#### [ASSIGNED TASK]
Where the records below reach the line containing "let prior = period", start transcribing, and end with the line containing "impl<A: Account> ModelSpec<A>", exactly and with nothing else added.

#### [Collected data entries]
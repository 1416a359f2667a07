//! Scheduled rules and the account-to-account rule factory

use std::fmt;

use super::recurrence::Recurrence;
use super::transaction::{Account, Transaction};
use crate::error::RuleError;
use crate::simulation::Model;

/// Rule body: reads the model mid-advance and returns the transactions to record
pub type RuleAction<A> =
    Box<dyn Fn(&Model<A>) -> Result<Vec<Transaction<A>>, RuleError> + 'static>;

/// A recurrence-gated function producing zero or more transactions each time it fires
pub struct ScheduledRule<A: Account> {
    pub recurrence: Recurrence,
    label: Option<String>,
    action: RuleAction<A>,
}

impl<A: Account> ScheduledRule<A> {
    /// Create a rule from an action that cannot fail
    pub fn new<F>(recurrence: Recurrence, action: F) -> Self
    where
        F: Fn(&Model<A>) -> Vec<Transaction<A>> + 'static,
    {
        Self {
            recurrence,
            label: None,
            action: Box::new(move |model| Ok(action(model))),
        }
    }

    /// Create a rule from an action that may fail
    ///
    /// A failure aborts the advance that fired the rule. Transactions recorded
    /// earlier in that advance are kept.
    pub fn try_new<F>(recurrence: Recurrence, action: F) -> Self
    where
        F: Fn(&Model<A>) -> Result<Vec<Transaction<A>>, RuleError> + 'static,
    {
        Self {
            recurrence,
            label: None,
            action: Box::new(action),
        }
    }

    /// Attach a name used in logs and errors
    #[must_use]
    pub fn labeled(mut self, label: impl Into<String>) -> Self {
        self.label = Some(label.into());
        self
    }

    pub fn label(&self) -> Option<&str> {
        self.label.as_deref()
    }

    /// Run the action against the model at its current period
    pub fn evaluate(&self, model: &Model<A>) -> Result<Vec<Transaction<A>>, RuleError> {
        (self.action)(model)
    }
}

impl<A: Account> fmt::Debug for ScheduledRule<A> {
    fn fmt(&self, f: &mut fmt::Formatter<'_>) -> fmt::Result {
        f.debug_struct("ScheduledRule")
            .field("recurrence", &self.recurrence)
            .field("label", &self.label)
            .finish_non_exhaustive()
    }
}

/// Build a rule that moves an amount derived from `credit`'s prior balance
///
/// When fired at period `P` the rule reads the balance of the *credit*
/// account as of `P - 1`, passes it to `compute_amount`, and records a single
/// transfer from `debit` to `credit` at `P`. A computed amount of exactly zero
/// records nothing.
///
/// Reading the credited account lets growth, interest and fee rules be
/// expressed as a percentage of the account they change, independent of the
/// funding account.
pub fn recurring_between_accounts<A, F>(
    recurrence: Recurrence,
    debit: A,
    credit: A,
    compute_amount: F,
) -> ScheduledRule<A>
where
    A: Account + 'static,
    F: Fn(f64) -> f64 + 'static,
{
    let label = format!("{debit} -> {credit}");
    ScheduledRule::new(recurrence, move |model: &Model<A>| {
        let period = model.current_period();
        // Nothing precedes period 0
        let prior = period
            .checked_sub(1)
            .map_or(0.0, |previous| model.balance_as_of(&credit, Some(previous)));
        let amount = compute_amount(prior);
        if amount == 0.0 {
            return Vec::new();
        }
        let memo = format!("{debit} {amount:.2} {credit}");
        vec![Transaction::new(period, debit.clone(), credit.clone(), amount).with_memo(memo)]
    })
    .labeled(label)
}
//! Model specification
//!
//! `ModelSpec` holds everything needed to build a model: a name, seed
//! transactions, the scheduled rules and the horizon to run to. Rules are
//! closures, so unlike the ledger a spec is not serializable.
//!
//! # Builder DSL
//!
//! ```ignore
//! use finmodel_core::{ModelBuilder, Recurrence, recurring_between_accounts};
//!
//! let model = ModelBuilder::new("savings")
//!     .start(2025, 1, 1)
//!     .years(10)
//!     .rule(recurring_between_accounts(Recurrence::Monthly, "Contributions", "Balance", |_| 500.0))
//!     .rule(recurring_between_accounts(Recurrence::Monthly, "Interest", "Balance", |bal| bal * 0.10 / 12.0))
//!     .build()?;
//! ```

use crate::ledger::CarryForward;
use crate::model::{Account, ScheduledRule, Transaction};

pub mod builder;

pub use builder::ModelBuilder;

/// Everything needed to build and run a model
#[derive(Debug)]
pub struct ModelSpec<A: Account> {
    pub name: String,
    /// Seed transactions, recorded before any rule fires
    pub initial_transactions: Vec<Transaction<A>>,
    /// Final period the model is advanced to
    pub time_horizon: u32,
    /// Rules fired in list order at each period
    pub scheduled: Vec<ScheduledRule<A>>,
    pub carry_forward: CarryForward,
    /// Calendar date of period 0, for reporting
    pub start_date: Option<jiff::civil::Date>,
}

impl<A: Account> ModelSpec<A> {
    pub fn new(
        name: impl Into<String>,
        initial_transactions: Vec<Transaction<A>>,
        time_horizon: u32,
        scheduled: Vec<ScheduledRule<A>>,
    ) -> Self {
        Self {
            name: name.into(),
            initial_transactions,
            time_horizon,
            scheduled,
            carry_forward: CarryForward::default(),
            start_date: None,
        }
    }
}
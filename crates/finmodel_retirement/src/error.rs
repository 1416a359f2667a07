use finmodel_core::ModelError;
use thiserror::Error;

#[derive(Debug, Error)]
pub enum RetirementError {
    #[error("invalid provider {provider:?}: {reason}")]
    InvalidConfig { provider: String, reason: String },

    #[error("failed to parse provider config: {0}")]
    Parse(#[from] serde_json::Error),

    #[error(transparent)]
    Model(#[from] ModelError),
}

pub type Result<T> = std::result::Result<T, RetirementError>;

#### [WRITTEN ANSWER]
        let prior = period
            .checked_sub(1)
            .map_or(0.0, |previous| model.balance_as_of(&credit, Some(previous)));
        let amount = compute_amount(prior);
        if amount == 0.0 {
            return Vec::new();
        }
        let memo = format!("{debit} {amount:.2} {credit}");
        vec![Transaction::new(period, debit.clone(), credit.clone(), amount).with_memo(memo)]
    })
    .labeled(label)
}
//! Model specification
//!
//! `ModelSpec` holds everything needed to build a model: a name, seed
//! transactions, the scheduled rules and the horizon to run to. Rules are
//! closures, so unlike the ledger a spec is not serializable.
//!
//! # Builder DSL
//!
//! ```ignore
//! use finmodel_core::{ModelBuilder, Recurrence, recurring_between_accounts};
//!
//! let model = ModelBuilder::new("savings")
//!     .start(2025, 1, 1)
//!     .years(10)
//!     .rule(recurring_between_accounts(Recurrence::Monthly, "Contributions", "Balance", |_| 500.0))
//!     .rule(recurring_between_accounts(Recurrence::Monthly, "Interest", "Balance", |bal| bal * 0.10 / 12.0))
//!     .build()?;
//! ```

use crate::ledger::CarryForward;
use crate::model::{Account, ScheduledRule, Transaction};

pub mod builder;

pub use builder::ModelBuilder;

/// Everything needed to build and run a model
#[derive(Debug)]
pub struct ModelSpec<A: Account> {
    pub name: String,
    /// Seed transactions, recorded before any rule fires
    pub initial_transactions: Vec<Transaction<A>>,
    /// Final period the model is advanced to
    pub time_horizon: u32,
    /// Rules fired in list order at each period
    pub scheduled: Vec<ScheduledRule<A>>,
    pub carry_forward: CarryForward,
    /// Calendar date of period 0, for reporting
    pub start_date: Option<jiff::civil::Date>,
}

impl<A: Account> ModelSpec<A> {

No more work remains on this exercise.